Task requirements. Every line between the top of the data below and the line with "the public boundary.", both ends included, must be retyped exactly.

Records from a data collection
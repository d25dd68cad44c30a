use thiserror::Error;

/// The error half of the public result container.
///
/// Both variants carry a finished, display-ready message; the structured
/// failure record never crosses the public boundary.
#[derive(Debug, Error, Clone, PartialEq)]
pub enum Error {
    /// The raw text handed to `run_on_text` was not valid JSON. Carries the
    /// parser's own message verbatim.
    #[error("Given an invalid JSON: {0}")]
    InvalidJson(String),

    /// The decoder rejected the value. Carries the rendered failure trail.
    #[error("{0}")]
    Decode(String),
}

pub type Result<T> = std::result::Result<T, Error>;
//! Decoder descriptions and their constructors.
//!
//! A [`Decoder`] is inert data: building one never touches a JSON value. The
//! evaluator in [`crate::decode`] walks the description against a concrete
//! value. Descriptions are cheap to clone and safe to share across threads;
//! the closures carried by `map_many` / `and_then` are held behind `Arc`.
//!
//! The constructor functions below are the intended way to build decoders:
//!
//! ```
//! use json_decode_rs::decoder::{field, index, int, list, string};
//!
//! // {"users": [{"name": ..}, ..]} -> name of the first user
//! let first_name = field("users", index(0, field("name", string())));
//! let ages = field("ages", list(int()));
//! ```

use std::fmt;
use std::sync::Arc;

use crate::decoded::Decoded;

/// Combining function for `map_many`: receives one decoded value per decoder,
/// in decoder order, once every decoder has succeeded.
pub type Combine = Arc<dyn Fn(Vec<Decoded>) -> Decoded + Send + Sync>;

/// Continuation for `and_then`: picks the next decoder from the first
/// decoder's result.
pub type Continuation = Arc<dyn Fn(Decoded) -> Decoder + Send + Sync>;

/// A description of the expected shape of a JSON value and how to convert it.
///
/// One variant per decoder kind; the evaluator matches exhaustively, so an
/// unhandled kind cannot exist.
#[derive(Clone)]
pub enum Decoder {
    /// Accepts `true` / `false`.
    Bool,
    /// Accepts any integral JSON number.
    Int,
    /// Accepts any JSON number.
    Float,
    /// Accepts any JSON string.
    String,
    /// Accepts anything, handing the raw JSON value through untouched.
    Value,
    /// Accepts only literal `null`, producing the stored default.
    Null(Decoded),
    /// Decodes every element of a JSON array.
    List(Box<Decoder>),
    /// Same input shape as `List`; reported with an `an Array` label.
    Array(Box<Decoder>),
    /// Always succeeds: wraps the inner result in present/absent.
    Maybe(Box<Decoder>),
    /// Requires an object with the named field, decoding that field's value.
    Field(String, Box<Decoder>),
    /// Requires an array long enough, decoding the element at the index.
    Index(usize, Box<Decoder>),
    /// Requires an object, decoding every value into (key, value) pairs.
    KeyValuePairs(Box<Decoder>),
    /// Requires an object, decoding every value into a keyed map.
    Dict(Box<Decoder>),
    /// Tries each alternative in order; first success wins.
    OneOf(Vec<Decoder>),
    /// Applies every decoder to the same value, then combines the results.
    MapMany(Combine, Vec<Decoder>),
    /// On success of the first decoder, asks the continuation for a second
    /// decoder and applies it to the same original value.
    AndThen(Box<Decoder>, Continuation),
    /// Always fails with the message.
    Fail(String),
    /// Always succeeds with the value.
    Succeed(Decoded),
}

impl fmt::Debug for Decoder {
    fn fmt(&self, f: &mut fmt::Formatter<'_>) -> fmt::Result {
        match self {
            Decoder::Bool => f.write_str("Bool"),
            Decoder::Int => f.write_str("Int"),
            Decoder::Float => f.write_str("Float"),
            Decoder::String => f.write_str("String"),
            Decoder::Value => f.write_str("Value"),
            Decoder::Null(default) => f.debug_tuple("Null").field(default).finish(),
            Decoder::List(inner) => f.debug_tuple("List").field(inner).finish(),
            Decoder::Array(inner) => f.debug_tuple("Array").field(inner).finish(),
            Decoder::Maybe(inner) => f.debug_tuple("Maybe").field(inner).finish(),
            Decoder::Field(name, inner) => {
                f.debug_tuple("Field").field(name).field(inner).finish()
            }
            Decoder::Index(i, inner) => f.debug_tuple("Index").field(i).field(inner).finish(),
            Decoder::KeyValuePairs(inner) => {
                f.debug_tuple("KeyValuePairs").field(inner).finish()
            }
            Decoder::Dict(inner) => f.debug_tuple("Dict").field(inner).finish(),
            Decoder::OneOf(alternatives) => {
                f.debug_tuple("OneOf").field(alternatives).finish()
            }
            Decoder::MapMany(_, decoders) => f
                .debug_tuple("MapMany")
                .field(&format_args!("<fn>"))
                .field(decoders)
                .finish(),
            Decoder::AndThen(inner, _) => f
                .debug_tuple("AndThen")
                .field(inner)
                .field(&format_args!("<fn>"))
                .finish(),
            Decoder::Fail(message) => f.debug_tuple("Fail").field(message).finish(),
            Decoder::Succeed(value) => f.debug_tuple("Succeed").field(value).finish(),
        }
    }
}

// CONSTRUCTORS

pub fn bool() -> Decoder {
    Decoder::Bool
}

pub fn int() -> Decoder {
    Decoder::Int
}

pub fn float() -> Decoder {
    Decoder::Float
}

pub fn string() -> Decoder {
    Decoder::String
}

/// The identity decoder: keeps the raw JSON value.
pub fn value() -> Decoder {
    Decoder::Value
}

/// Succeeds only on literal `null`, producing `default`.
pub fn null(default: impl Into<Decoded>) -> Decoder {
    Decoder::Null(default.into())
}

pub fn list(element: Decoder) -> Decoder {
    Decoder::List(Box::new(element))
}

pub fn array(element: Decoder) -> Decoder {
    Decoder::Array(Box::new(element))
}

/// Turns a decoder into one that never fails: an inner failure becomes the
/// absent marker instead.
pub fn maybe(inner: Decoder) -> Decoder {
    Decoder::Maybe(Box::new(inner))
}

pub fn field(name: impl Into<String>, inner: Decoder) -> Decoder {
    Decoder::Field(name.into(), Box::new(inner))
}

pub fn index(i: usize, inner: Decoder) -> Decoder {
    Decoder::Index(i, Box::new(inner))
}

/// Decodes an object into (key, value) pairs, applying `inner` to every value.
pub fn key_value_pairs(inner: Decoder) -> Decoder {
    Decoder::KeyValuePairs(Box::new(inner))
}

/// Decodes an object into a keyed map, applying `inner` to every value.
pub fn dict(inner: Decoder) -> Decoder {
    Decoder::Dict(Box::new(inner))
}

/// Tries the alternatives in order against the same value; the first success
/// wins. If every alternative fails, the error lists each branch's problem.
pub fn one_of(alternatives: Vec<Decoder>) -> Decoder {
    Decoder::OneOf(alternatives)
}

/// The n-ary core behind `map`, `map2`, `map3`, ...: applies every decoder to
/// the same value in order, short-circuiting on the first failure, then hands
/// the decoded values to `combine` in the same order.
pub fn map_many<F>(combine: F, decoders: Vec<Decoder>) -> Decoder
where
    F: Fn(Vec<Decoded>) -> Decoded + Send + Sync + 'static,
{
    Decoder::MapMany(Arc::new(combine), decoders)
}

/// Transforms the result of a decoder.
pub fn map<F>(f: F, decoder: Decoder) -> Decoder
where
    F: Fn(Decoded) -> Decoded + Send + Sync + 'static,
{
    map_many(
        move |mut args| {
            let a = args.pop().expect("map combiner called with 1 argument");
            f(a)
        },
        vec![decoder],
    )
}

/// Combines the results of two decoders run against the same value.
pub fn map2<F>(f: F, a: Decoder, b: Decoder) -> Decoder
where
    F: Fn(Decoded, Decoded) -> Decoded + Send + Sync + 'static,
{
    map_many(
        move |mut args| {
            let vb = args.pop().expect("map2 combiner called with 2 arguments");
            let va = args.pop().expect("map2 combiner called with 2 arguments");
            f(va, vb)
        },
        vec![a, b],
    )
}

/// Combines the results of three decoders run against the same value.
pub fn map3<F>(f: F, a: Decoder, b: Decoder, c: Decoder) -> Decoder
where
    F: Fn(Decoded, Decoded, Decoded) -> Decoded + Send + Sync + 'static,
{
    map_many(
        move |mut args| {
            let vc = args.pop().expect("map3 combiner called with 3 arguments");
            let vb = args.pop().expect("map3 combiner called with 3 arguments");
            let va = args.pop().expect("map3 combiner called with 3 arguments");
            f(va, vb, vc)
        },
        vec![a, b, c],
    )
}

/// Value-dependent decoding: runs `decoder`, and on success asks `next` for a
/// second decoder to run against the same original value.
pub fn and_then<F>(decoder: Decoder, next: F) -> Decoder
where
    F: Fn(Decoded) -> Decoder + Send + Sync + 'static,
{
    Decoder::AndThen(Box::new(decoder), Arc::new(next))
}

/// Ignores the input and fails with `message`.
pub fn fail(message: impl Into<String>) -> Decoder {
    Decoder::Fail(message.into())
}

/// Ignores the input and succeeds with `value`.
pub fn succeed(value: impl Into<Decoded>) -> Decoder {
    Decoder::Succeed(value.into())
}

Written response.
repository d25dd68cad44c30a
use thiserror::Error;

/// The error half of the public result container.
///
/// Both variants carry a finished, display-ready message; the structured
/// failure record never crosses the public boundary.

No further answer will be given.